Following adverse comments in the press on its leadership and speculation about changes to the future funding of the English higher education system, the panel session organised by the Leadership Foundation and Higher Education Policy Institute on the challenges facing good governance in higher education proved timely.
The panel brought together individuals working in higher education, those who had chaired and served on governing bodies and those involved with regulation and governance in other sectors of the economy. Panel members offered different perspectives on higher education governance, noting areas of strength, but also highlighting aspects of governance that needed attention.
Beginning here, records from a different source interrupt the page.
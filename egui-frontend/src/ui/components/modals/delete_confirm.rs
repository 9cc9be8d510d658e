//! Delete confirmation dialog for statement rows.

use eframe::egui;

use crate::ui::app_state::{FinanceApp, PendingKind};
use crate::ui::components::modals::backdrop_clicked_outside;
use crate::ui::components::ui_components::{text, themed_button, ButtonSize, ButtonVariant, TextVariant};
use crate::ui::mappers::to_display_row;

const MODAL_SIZE: egui::Vec2 = egui::vec2(420.0, 230.0);

impl FinanceApp {
    pub fn render_delete_confirm_modal(&mut self, ctx: &egui::Context) {
        let Some(state) = &self.delete_confirm else {
            return;
        };
        let row = to_display_row(&state.transaction);
        let transaction_id = state.transaction.id.clone();
        let just_opened = state.just_opened;
        let deleting = self
            .pending
            .iter()
            .any(|op| matches!(op.kind, PendingKind::Delete(_)));

        let mut confirm = false;
        let mut close = false;

        egui::Area::new(egui::Id::new("delete_confirm_overlay"))
            .order(egui::Order::Foreground)
            .anchor(egui::Align2::CENTER_CENTER, egui::vec2(0.0, 0.0))
            .show(ctx, |ui| {
                if backdrop_clicked_outside(ctx, ui, MODAL_SIZE, just_opened) && !deleting {
                    close = true;
                }

                ui.allocate_ui_at_rect(
                    egui::Rect::from_center_size(ctx.screen_rect().center(), MODAL_SIZE),
                    |ui| {
                        egui::Frame::window(&ui.style())
                            .fill(self.theme.layout.card_background)
                            .stroke(egui::Stroke::new(2.0, self.theme.feedback.expense))
                            .rounding(egui::Rounding::same(12.0))
                            .inner_margin(egui::Margin::same(20.0))
                            .show(ui, |ui| {
                                ui.set_min_size(MODAL_SIZE - egui::vec2(44.0, 44.0));
                                ui.vertical_centered(|ui| {
                                    ui.label(text(
                                        "Deletar transação?",
                                        TextVariant::Subtitle,
                                        self.theme.typography.heading,
                                    ));
                                    ui.add_space(10.0);
                                    ui.label(text(
                                        &row.description,
                                        TextVariant::TextRegular,
                                        self.theme.typography.primary,
                                    ));
                                    ui.label(text(
                                        format!("{} · {}", row.formatted_amount, row.formatted_date),
                                        TextVariant::TextSmall,
                                        self.theme.typography.secondary,
                                    ));
                                    ui.add_space(6.0);
                                    ui.label(text(
                                        "Essa ação não pode ser desfeita.",
                                        TextVariant::TextSmall,
                                        self.theme.typography.secondary,
                                    ));
                                    ui.add_space(16.0);

                                    if deleting {
                                        ui.spinner();
                                    } else {
                                        ui.horizontal(|ui| {
                                            ui.add_space(60.0);
                                            if themed_button(
                                                ui,
                                                &self.theme,
                                                "Deletar",
                                                ButtonVariant::Secondary,
                                                ButtonSize::Medium,
                                                true,
                                            )
                                            .clicked()
                                            {
                                                confirm = true;
                                            }
                                            ui.add_space(16.0);
                                            if themed_button(
                                                ui,
                                                &self.theme,
                                                "Cancelar",
                                                ButtonVariant::Outline,
                                                ButtonSize::Medium,
                                                true,
                                            )
                                            .clicked()
                                            {
                                                close = true;
                                            }
                                        });
                                    }
                                });
                            });
                    },
                );
            });

        if let Some(state) = &mut self.delete_confirm {
            state.just_opened = false;
        }
        if confirm {
            self.schedule(PendingKind::Delete(transaction_id));
        }
        if close {
            self.delete_confirm = None;
        }
    }
}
The context of the discussion was the scale of change facing institutions. ‘Winners’ and ‘losers’ were emerging from competition for students and funding. Balancing the academic and business aspects of running an institution had become more challenging. A dynamic environment made conventional five-year strategic plans a thing of the past. The changes were placing greater demands on governing bodies, changing the manner in which they needed to operate.
Central to good governance was the relationship between the head of the institution and the executive team and the governing body. A culture of openness and trust, was needed to encourage governors to act as ‘critical friends’; able to question and support the institution’s leadership as appropriate. There should be ‘no surprises’. The role of governors was summed-up as ‘noses in; hands out’.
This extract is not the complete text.